1986 : A year of heavy weather

Thirty-three skippers took the start of this edition. The best skippers were still taking part even if the number of participants was down compared to 1982. The size of the boats continued to grow with 13 boats entred measuring more than 23 metres. Never had offshore racing brought such a group of giants together. The trend was resolutely towards catamarans with no less than 13 in the fleet, against nine trimarans some of which were equipped with the latest appendage – foils. The depressions followed one another in the Atlantic making it a tough journey westwards.

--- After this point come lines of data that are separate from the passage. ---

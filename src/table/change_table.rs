use serde::Serialize;

use crate::entity::TableEntity;
use crate::error::TableError;
use crate::types::{apply_precedence, empty_tags, tags_from, ChangeTag, TagSet};

// ============================================================================
// ChangeRow
// ============================================================================

/// One tracked entity: the value as the user currently has it, the value as
/// it was before any edits (absent for rows created this session), and the
/// derived change tags.
///
/// `Removed` never deletes data — the row keeps its last-known `current` so
/// undo can restore it and review screens can still render it.
#[derive(Debug, Clone)]
pub struct ChangeRow<T> {
    current: T,
    previous: Option<T>,
    tags: TagSet,
}

impl<T> ChangeRow<T> {
    pub fn current(&self) -> &T {
        &self.current
    }

    /// The pre-edit snapshot, or `None` for a row added this session.
    pub fn previous(&self) -> Option<&T> {
        self.previous.as_ref()
    }

    pub fn tags(&self) -> &TagSet {
        &self.tags
    }

    /// True for rows created by the user in this session.
    pub fn is_new(&self) -> bool {
        self.previous.is_none()
    }

    pub fn is_removed(&self) -> bool {
        self.tags.contains(&ChangeTag::Removed)
    }
}

/// An owned, independent copy of a row's current value and tags, used to
/// build the outbound filing payload. Serializes with the entity flattened
/// and the tags under `actions`, the registry payload row shape.
#[derive(Debug, Clone, PartialEq, Serialize)]
pub struct RowSnapshot<T> {
    #[serde(flatten)]
    pub entity: T,
    pub actions: TagSet,
}

// ============================================================================
// EntityChangeTable
// ============================================================================

/// Ordered sequence of [`ChangeRow`]s for one entity category within a single
/// filing session.
///
/// Domain-level oddities (empty entity, undo with no history) degrade to
/// silent no-ops; only an out-of-range row index is an error, and that is a
/// programming defect rather than a user-facing condition. Single-writer:
/// one interactive user edits one form.
#[derive(Debug, Clone)]
pub struct EntityChangeTable<T: TableEntity> {
    rows: Vec<ChangeRow<T>>,
}

impl<T: TableEntity> Default for EntityChangeTable<T> {
    fn default() -> Self {
        Self::new()
    }
}

impl<T: TableEntity> EntityChangeTable<T> {
    pub fn new() -> Self {
        Self { rows: Vec::new() }
    }

    /// Load reference data: one row per entity, `previous == current`, no
    /// tags. Replaces any existing contents.
    pub fn seed(&mut self, entities: impl IntoIterator<Item = T>) {
        self.rows = entities
            .into_iter()
            .map(|e| ChangeRow {
                previous: Some(e.clone()),
                current: e,
                tags: empty_tags(),
            })
            .collect();
    }

    /// Append a row created by the user this session. Empty entities are
    /// ignored — a guard against accidental blank submits, not an error.
    pub fn add_new(&mut self, entity: T) {
        if entity.is_empty() {
            return;
        }
        self.rows.push(ChangeRow {
            current: entity,
            previous: None,
            tags: tags_from([ChangeTag::Added]),
        });
    }

    /// Remove the row at `index`. A row added this session is spliced out;
    /// an existing row keeps its data and is tagged exactly `{Removed}`.
    pub fn remove(&mut self, index: usize) -> Result<(), TableError> {
        self.check_index(index)?;
        if self.rows[index].previous.is_none() {
            self.rows.remove(index);
        } else {
            self.rows[index].tags = tags_from([ChangeTag::Removed]);
        }
        Ok(())
    }

    /// Restore the row at `index` to its pre-edit snapshot and clear its
    /// tags. A row with no snapshot has nothing to undo — no-op.
    pub fn undo(&mut self, index: usize) -> Result<(), TableError> {
        self.check_index(index)?;
        let row = &mut self.rows[index];
        if let Some(previous) = &row.previous {
            row.current = previous.clone();
            row.tags = empty_tags();
        }
        Ok(())
    }

    /// Replace the row's current value and recompute its tags from scratch
    /// against the pre-edit snapshot. Tags are replaced, never merged, so
    /// the result is the same however many edits came before.
    pub fn apply_edit(&mut self, index: usize, entity: T) -> Result<(), TableError> {
        self.check_index(index)?;
        if entity.is_empty() {
            return Ok(());
        }
        let row = &mut self.rows[index];
        row.tags = compute_tags(row.previous.as_ref(), &entity);
        row.current = entity;
        Ok(())
    }

    /// Deep, independent copies of every current value with its tags.
    /// Mutating the returned rows never affects table state.
    pub fn snapshot_all(&self) -> Vec<RowSnapshot<T>> {
        self.rows
            .iter()
            .map(|row| RowSnapshot {
                entity: row.current.clone(),
                actions: row.tags.clone(),
            })
            .collect()
    }

    pub fn len(&self) -> usize {
        self.rows.len()
    }

    pub fn is_empty(&self) -> bool {
        self.rows.is_empty()
    }

    pub fn row(&self, index: usize) -> Option<&ChangeRow<T>> {
        self.rows.get(index)
    }

    pub fn rows(&self) -> impl Iterator<Item = &ChangeRow<T>> {
        self.rows.iter()
    }

    /// Mutate a row's current value without touching its tags. Reserved for
    /// tag-neutral bookkeeping (share-class priority renumbering); anything
    /// user-visible must go through `apply_edit`.
    pub(crate) fn with_current_mut(
        &mut self,
        index: usize,
        f: impl FnOnce(&mut T),
    ) -> Result<(), TableError> {
        self.check_index(index)?;
        f(&mut self.rows[index].current);
        Ok(())
    }

    fn check_index(&self, index: usize) -> Result<(), TableError> {
        if index >= self.rows.len() {
            return Err(TableError::IndexOutOfRange {
                index,
                len: self.rows.len(),
            });
        }
        Ok(())
    }
}

// ============================================================================
// Tag computation
// ============================================================================

/// Compute the tag set for a row whose current value is being set to `next`.
///
/// No prior state forces `{Added}`. Otherwise every section in the entity
/// category's fixed list is deep-compared and the section's mapped tag is
/// collected for each difference; the raw set is then collapsed by the
/// Added/Removed precedence rule. Pure and order-independent.
pub fn compute_tags<T: TableEntity>(previous: Option<&T>, next: &T) -> TagSet {
    let previous = match previous {
        Some(p) => p,
        None => return tags_from([ChangeTag::Added]),
    };
    apply_precedence(&raw_section_tags(previous, next))
}

/// The section-wise diff without the precedence filter, kept separate so the
/// diff itself stays identical across add/edit/remove paths and testable on
/// its own.
pub fn raw_section_tags<T: TableEntity>(previous: &T, next: &T) -> TagSet {
    let mut tags = empty_tags();
    for &section in T::SECTIONS {
        if !previous.section_eq(next, section) {
            if let Some(tag) = section.tag() {
                tags.insert(tag);
            }
        }
    }
    tags
}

What to remember from 1986:

  • The big multihulls marked this vintage with no less than 13 boats over 23 metres in class 1.
  • Royal, a 26-metre maxi catamaran, capsized in a storm and Loïc Caradec was lost at sea.
  • With a 48-hour lead, Philippe Poupon (Fleury Michon VIII) crossed the finish line to win. His foiling trimaran did wonders on the southern route and he dedicated his victory to the memory of his friend Caradec.

1990 : The first female winner

The fourth edition marked a year of change. The trimarans had definitively imposed themselves on the race but a limitation of 60ft was now imposed, ruling out entries from Bruno Peyron, Francis Joyon and Hervé Laurent. Thirty-one competitors set sail from St Malo, among them sailors on new boats like Florence Arthaud (Pierre 1er), Mike Birch (Fujichrome), Laurent Bourgnon (RMO) or Philippe Poupon (Fleury Michon IX). Bourgnon passed the buoy off Cape Frehel in the lead but in Pointe-à-Pitre, it was Florence Arthaud who entered the legend of Rhum by becoming the first woman to win.

What to remember from 1990:

  • A limitation on the size of boats of 60ft was imposed.
  • The trimarans dominated with new boats made from carbon.
  • Florence Arthaud on Pierre 1er sailed a remarkable race to win.
  • The runner-up was Philippe Poupon with the new kid in the block, Laurent Bourgnon, third.

1994 : A breathtaking podium

They were only 24 sailors taking the start of the fifth edition. But this time the fleet was split between a multihull class and a monohull class for the first time, with 12 skippers setting sail in each category. Although many race fans still had memories of Florence Arthaud in their minds, she did not defend her title. But her boat took part having been bought by the American adventurer and billionaire, Steve Fossett, under the name of Lakota. The intensity of competition was still off the limits.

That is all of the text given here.